Objective: To systematically evaluate glioma radiomics literature on differentiating between radiation-induced brain injury and tumor recurrence.

Methods: Literature was searched on PubMed and Web of Science (end date: May 7, 2024). Quality of eligible papers was assessed using METhodological RadiomICs Score (METRICS) and Radiomics Quality Score (RQS). Reliability of quality scoring tools were analyzed. Meta-analysis, meta-regression, and subgroup analysis were performed.

Results: Twenty-seven papers were included in the qualitative assessment. Mean average METRICS score and RQS percentage score across three readers was 57% (SD, 14%) and 16% (SD, 12%), respectively. Score-wise inter-rater agreement for METRICS ranged from poor to excellent, while RQS demonstrated moderate to excellent agreement. Item-wise agreement was moderate for both tools. Meta-analysis of 11 eligible studies yielded an estimated area under the receiver operating characteristic curve of 0.832 (95% CI, 0.757-0.908), with significant heterogeneity (I2 = 91%) and no statistical publication bias (p = 0.051). Meta-regression did not identify potential sources of heterogeneity. Subgroup analysis revealed high heterogeneity across all subgroups, with the lowest I2 at 68% in studies with proper validation and higher quality scores. Statistical publication bias was generally not significant, except in the subgroup with the lowest heterogeneity (p = 0.044). However, most studies in both qualitative analysis (26/27; 96%) and primary meta-analysis (10/11; 91%) reported positive effects of radiomics, indicating high non-statistical publication bias.

Conclusion: While a good performance was noted for radiomics, results should be interpreted cautiously due to heterogeneity, publication bias, and quality issues thoroughly examined in this study.

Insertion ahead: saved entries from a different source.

// crates/sf_physics/tests/network_scenarios.rs

//! 河网场景测试
//!
//! 在完整的时间步驱动下验证边界坡度约束、循环回流与上游旁通。

use sf_physics::capacity::{distribution_basis, CapacityContext};
use sf_physics::hydraulics::{bed_slope, water_surface_slope};
use sf_physics::prelude::*;
use sf_physics::{modify_change_rates, BedloadTransport, FlowContext, UniformDischarge};

// ============================================================
// 辅助函数
// ============================================================

fn layer(volumes: &[f64]) -> Grains {
    Grains::from_fractions(GrainKind::Normal, volumes.to_vec())
}

fn reach(id: i64, down: Option<i64>, elevation: f64, active: &[f64]) -> Reach {
    let strata = LayerStack::new(vec![layer(active)]).unwrap();
    Reach::new(id, down, 100.0, elevation, strata).with_discharge(1.0)
}

/// 三河段单支：上游边界、中间河段、下游出口
fn three_reach_branch(elevations: [f64; 3]) -> RiverNetwork {
    RiverNetwork::new(vec![
        reach(1, Some(2), elevations[0], &[0.05, 0.05]),
        reach(2, Some(3), elevations[1], &[0.05, 0.05]),
        reach(3, None, elevations[2], &[0.05, 0.05]),
    ])
    .unwrap()
}

fn params(end_time: f64) -> OverallParameters {
    let mut p = OverallParameters::with_diameters(vec![0.004, 0.016]).unwrap();
    p.max_time_step = 10.0;
    p.end_time = end_time;
    p
}

fn fixed_bed() -> FlowMethods {
    FlowMethods {
        capacity: CapacityMethod::Zero,
        ..Default::default()
    }
}

fn single_group(category: FlowCategory, modifier: ModifierParams) -> ChangeRateModifiers {
    let group = ModifierGroup::from_params(category, &[modifier]).unwrap();
    ChangeRateModifiers::new(vec![group]).unwrap()
}

fn simulation(
    network: RiverNetwork,
    methods: FlowMethods,
    modifiers: ChangeRateModifiers,
    end_time: f64,
) -> Simulation {
    let n = network.len();
    Simulation::new(
        params(end_time),
        network,
        methods,
        vec![StrataSortingMethod::default(); n],
        modifiers,
    )
    .unwrap()
}

// ============================================================
// 边界坡度约束
// ============================================================

#[test]
fn test_minimum_bed_slope_after_one_step() {
    // 初始床面坡度均为 0.01
    let network = three_reach_branch([2.0, 1.0, 0.0]);
    let clamp = SlopeClamp::with_minimum_bed_slope(0.02, FlowCategory::Water);
    let modifiers = single_group(FlowCategory::Water, ModifierParams::AdjustSlopesAtMargins(clamp));
    let mut sim = simulation(network, fixed_bed(), modifiers, 100.0);

    sim.step().unwrap();

    let net = sim.network();
    let upstream = net.index_of(1).unwrap();
    let middle = net.index_of(2).unwrap();
    assert!((net[upstream].elevation - 3.0).abs() < 1e-12);
    assert!((net[middle].elevation - 1.0).abs() < 1e-12);
    assert!((bed_slope(net, upstream) - 0.02).abs() < 1e-12);
    assert!((net[upstream].bed_slope - 0.02).abs() < 1e-12);
}

#[test]
fn test_bed_slope_bounds_hold_every_step() {
    // 上游过陡、出口过缓
    let network = three_reach_branch([10.0, 1.0, 0.995]);
    let clamp = SlopeClamp {
        maximum_bed_slope: Some(0.05),
        ..SlopeClamp::with_minimum_bed_slope(0.02, FlowCategory::Water)
    };
    let modifiers = single_group(FlowCategory::Water, ModifierParams::AdjustSlopesAtMargins(clamp));
    let mut sim = simulation(network, fixed_bed(), modifiers, 40.0);

    while !sim.is_finished() {
        sim.step().unwrap();
        let net = sim.network();
        for &idx in net.upstream_margins().iter().chain([net.downstream_margin()].iter()) {
            let slope = bed_slope(net, idx);
            assert!(slope >= 0.02 - 1e-12, "slope = {}", slope);
            assert!(slope <= 0.05 + 1e-12, "slope = {}", slope);
        }
    }
    let net = sim.network();
    assert!((net[net.index_of(1).unwrap()].elevation - 6.0).abs() < 1e-12);
    assert!((net[net.downstream_margin()].elevation + 1.0).abs() < 1e-12);
}

#[test]
fn test_inverted_bounds_disable_maximum() {
    let network = three_reach_branch([10.0, 1.0, 0.0]);
    let clamp = SlopeClamp {
        maximum_bed_slope: Some(0.01),
        ..SlopeClamp::with_minimum_bed_slope(0.02, FlowCategory::Water)
    };
    let modifiers = single_group(FlowCategory::Water, ModifierParams::AdjustSlopesAtMargins(clamp));
    let mut sim = simulation(network, fixed_bed(), modifiers, 20.0);
    sim.step().unwrap();

    let net = sim.network();
    let upstream = net.index_of(1).unwrap();
    assert_eq!(net[upstream].elevation, 10.0);
    assert!((bed_slope(net, net.downstream_margin()) - 0.02).abs() < 1e-12);
}

#[test]
fn test_water_surface_bounds_ensured_after_updates() {
    let network = three_reach_branch([2.0, 1.0, 0.0]);
    let clamp = SlopeClamp {
        minimum_water_surface_slope: Some(0.012),
        ensure_against_other_modifiers: true,
        ..SlopeClamp::with_minimum_bed_slope(0.0, FlowCategory::Water)
    };
    let modifiers = single_group(FlowCategory::Water, ModifierParams::AdjustSlopesAtMargins(clamp));
    let mut sim = simulation(network, fixed_bed(), modifiers, 30.0);

    while !sim.is_finished() {
        sim.step().unwrap();
        let net = sim.network();
        for &idx in net.upstream_margins().iter().chain([net.downstream_margin()].iter()) {
            let slope = water_surface_slope(net, idx);
            assert!(slope >= 0.012 - 1e-9, "slope = {}", slope);
        }
    }
}

#[test]
fn test_bed_slope_bounds_follow_moving_bed() {
    // 上游边界持续供沙，中间河段每步淤高，两次约束之间床面坡度会越界
    let mut network = three_reach_branch([2.0, 1.0, 0.0]);
    let upstream = network.index_of(1).unwrap();
    let middle = network.index_of(2).unwrap();
    network[upstream].erosion_rate = layer(&[0.5, 0.5]);

    let clamp = SlopeClamp {
        maximum_bed_slope: Some(0.05),
        ..SlopeClamp::with_minimum_bed_slope(0.02, FlowCategory::Water)
    };
    let mut group = ModifierGroup::from_params(
        FlowCategory::Water,
        &[ModifierParams::AdjustSlopesAtMargins(clamp)],
    )
    .unwrap();
    let methods = fixed_bed();
    let water = UniformDischarge;
    let sediment = BedloadTransport::from_methods(&methods);
    let mut params = params(60.0);
    methods
        .hydraulics
        .refresh_dependent_parameters(&mut network, &params);

    let mut shifts = 0;
    while !params.is_finished() {
        let ctx = FlowContext {
            params: &params,
            hydraulics: &methods.hydraulics,
        };
        modify_change_rates(&water, Some(&mut group), &mut network, &ctx).unwrap();
        modify_change_rates(&sediment, None, &mut network, &ctx).unwrap();
        for idx in [upstream, network.downstream_margin()] {
            let slope = bed_slope(&network, idx);
            assert!(slope >= 0.02 - 1e-12, "slope = {}", slope);
            assert!(slope <= 0.05 + 1e-12, "slope = {}", slope);
        }
        assert!((network[upstream].elevation - network[middle].elevation - 2.0).abs() < 1e-9);

        let before = network[middle].elevation;
        let dt = sediment.time_step(&network, &params);
        sediment.compute_changes(&mut network, dt);
        sediment.hand_down_changes(&mut network);
        sediment.apply_changes(&mut network, &params);
        methods
            .hydraulics
            .refresh_dependent_parameters(&mut network, &params);
        if network[middle].elevation > before {
            shifts += 1;
        }
        // 下一步的约束之前上游边界坡度低于下限
        assert!(bed_slope(&network, upstream) < 0.02);
        params.elapsed_seconds += dt;
    }
    assert_eq!(shifts, 6);
}

#[test]
fn test_water_surface_maximum_ensured_after_updates() {
    // 出口床面坡度 0.02，阻力关系给出的水面坡度超过上限
    let network = three_reach_branch([2.0, 1.0, -1.0]);
    let clamp = SlopeClamp {
        maximum_water_surface_slope: Some(0.012),
        ensure_against_other_modifiers: true,
        ..SlopeClamp::with_minimum_bed_slope(0.0, FlowCategory::Water)
    };
    let modifiers = single_group(FlowCategory::Water, ModifierParams::AdjustSlopesAtMargins(clamp));
    let mut sim = simulation(network, fixed_bed(), modifiers, 30.0);

    while !sim.is_finished() {
        sim.step().unwrap();
        let net = sim.network();
        for &idx in net.upstream_margins().iter().chain([net.downstream_margin()].iter()) {
            let slope = water_surface_slope(net, idx);
            assert!(slope <= 0.012 + 1e-9, "slope = {}", slope);
        }
        let outlet = net.downstream_margin();
        assert!((water_surface_slope(net, outlet) - 0.012).abs() < 1e-9);
        assert_eq!(net[outlet].elevation, -1.0);
        assert!(net[outlet].max_water_depth > 0.0);
    }
}

#[test]
fn test_unensured_water_surface_yields_to_flow_resistance() {
    // 不保证时，约束写入的水深被随后按阻力关系更新的水深覆盖
    let unensured = SlopeClamp {
        maximum_water_surface_slope: Some(0.012),
        ..SlopeClamp::with_minimum_bed_slope(0.0, FlowCategory::Water)
    };
    let bed_only = SlopeClamp::with_minimum_bed_slope(0.0, FlowCategory::Water);
    let mut with_surface = simulation(
        three_reach_branch([2.0, 1.0, -1.0]),
        fixed_bed(),
        single_group(FlowCategory::Water, ModifierParams::AdjustSlopesAtMargins(unensured)),
        30.0,
    );
    let mut without_surface = simulation(
        three_reach_branch([2.0, 1.0, -1.0]),
        fixed_bed(),
        single_group(FlowCategory::Water, ModifierParams::AdjustSlopesAtMargins(bed_only)),
        30.0,
    );

    while !with_surface.is_finished() {
        let a = with_surface.step().unwrap();
        let b = without_surface.step().unwrap();
        assert_eq!(a.water_rounds, b.water_rounds);
        let (na, nb) = (with_surface.network(), without_surface.network());
        for (ra, rb) in na.reaches().iter().zip(nb.reaches()) {
            assert_eq!(ra.max_water_depth, rb.max_water_depth);
            assert_eq!(ra.flow_velocity, rb.flow_velocity);
        }
        assert!(water_surface_slope(na, na.downstream_margin()) > 0.012);
    }
}

// ============================================================
// 循环回流
// ============================================================

#[test]
fn test_sediment_recirculation_lags_one_step() {
    let network = three_reach_branch([5.0, 4.0, 3.0]);
    let modifiers = single_group(
        FlowCategory::Sediment,
        ModifierParams::RecirculateSediment(RecirculateSediment::new(1.0, false)),
    );
    let mut sim = simulation(network, FlowMethods::default(), modifiers, 60.0);
    let inlet = sim.network().index_of(1).unwrap();
    let outlet = sim.network().downstream_margin();

    sim.step().unwrap();
    let mut output = sim.network()[outlet].deposition_rate.clone();
    assert!(output.overall_volume() > 0.0);

    while !sim.is_finished() {
        sim.step().unwrap();
        let net = sim.network();
        assert_eq!(net[inlet].erosion_rate, output);
        output = net[outlet].deposition_rate.clone();
    }
}

#[test]
fn test_water_recirculation_divides_outlet_discharge() {
    let network = RiverNetwork::new(vec![
        reach(1, Some(3), 2.0, &[0.05, 0.05]).with_discharge(1.0),
        reach(2, Some(3), 2.0, &[0.05, 0.05]).with_discharge(3.0),
        reach(3, None, 1.0, &[0.05, 0.05]),
    ])
    .unwrap();
    let modifiers = single_group(
        FlowCategory::Water,
        ModifierParams::RecirculateWater(RecirculateWater::new(2.0, false)),
    );
    let mut sim = simulation(network, fixed_bed(), modifiers, 30.0);

    // 首步没有上一步的出口状态，采用本步采样
    sim.step().unwrap();
    let net = sim.network();
    assert_eq!(net[net.index_of(1).unwrap()].discharge, 2.0);
    assert_eq!(net[net.index_of(2).unwrap()].discharge, 2.0);

    sim.step().unwrap();
    let net = sim.network();
    assert_eq!(net[net.downstream_margin()].discharge, 4.0);
    assert_eq!(net[net.index_of(1).unwrap()].discharge, 2.0);
}

// ============================================================
// 上游旁通
// ============================================================

fn bypass_network() -> RiverNetwork {
    let mut network = RiverNetwork::new(vec![
        reach(1, Some(2), 2.0, &[0.05, 0.05]),
        reach(2, Some(3), 1.0, &[0.0, 0.0]),
        reach(3, None, 0.0, &[0.05, 0.05]),
    ])
    .unwrap();
    let upstream = network.index_of(1).unwrap();
    network[upstream].erosion_rate = layer(&[0.003, 0.001]);
    network
}

#[test]
fn test_bypass_passes_upstream_rate_through() {
    let network = bypass_network();
    let params = params(60.0);
    let ctx = CapacityContext::new(&params, TraversalMode::Sequential);
    let middle = network.index_of(2).unwrap();

    let basis = distribution_basis(&CapacityMethod::default(), &network, middle, &ctx).unwrap();
    assert_eq!(basis, Some(layer(&[0.003, 0.001])));
}

#[test]
fn test_parallel_bypass_recurses_upstream() {
    let network = bypass_network();
    let params = params(60.0);
    let ctx = CapacityContext::new(&params, TraversalMode::Parallel);
    let capacity = CapacityMethod::default();
    let upstream = network.index_of(1).unwrap();
    let middle = network.index_of(2).unwrap();

    let expected = capacity.calculate(&network, upstream, &ctx).unwrap();
    let basis = distribution_basis(&capacity, &network, middle, &ctx).unwrap();
    if expected.overall_volume() > SEDIMENT_VOLUME_EPS {
        assert_eq!(basis, Some(expected));
    } else {
        assert_eq!(basis, None);
    }
}

#[test]
fn test_exhausted_basis_gives_zero_capacity() {
    let mut network = bypass_network();
    let upstream = network.index_of(1).unwrap();
    network[upstream].erosion_rate = layer(&[0.0, 0.0]);
    let params = params(60.0);
    let ctx = CapacityContext::new(&params, TraversalMode::Sequential);
    let middle = network.index_of(2).unwrap();

    let capacity = CapacityMethod::default();
    assert_eq!(distribution_basis(&capacity, &network, middle, &ctx).unwrap(), None);
    let rate = capacity.calculate(&network, middle, &ctx).unwrap();
    assert!(rate.is_zero());
}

Key points: Question Radiomic literature on distinguishing radiation-induced brain injury from glioma recurrence lacks systematic reviews and meta-analyses that assess methodological quality using radiomics-specific tools. Findings While the results are encouraging, there was substantial heterogeneity, publication bias toward positive findings, and notable concerns regarding methodological quality. Clinical relevance Meta-analysis results need cautious interpretation due to significant problems detected during the analysis (e.g., suboptimal quality, heterogeneity, bias), which may help explain why radiomics has not yet been translated into clinical practice.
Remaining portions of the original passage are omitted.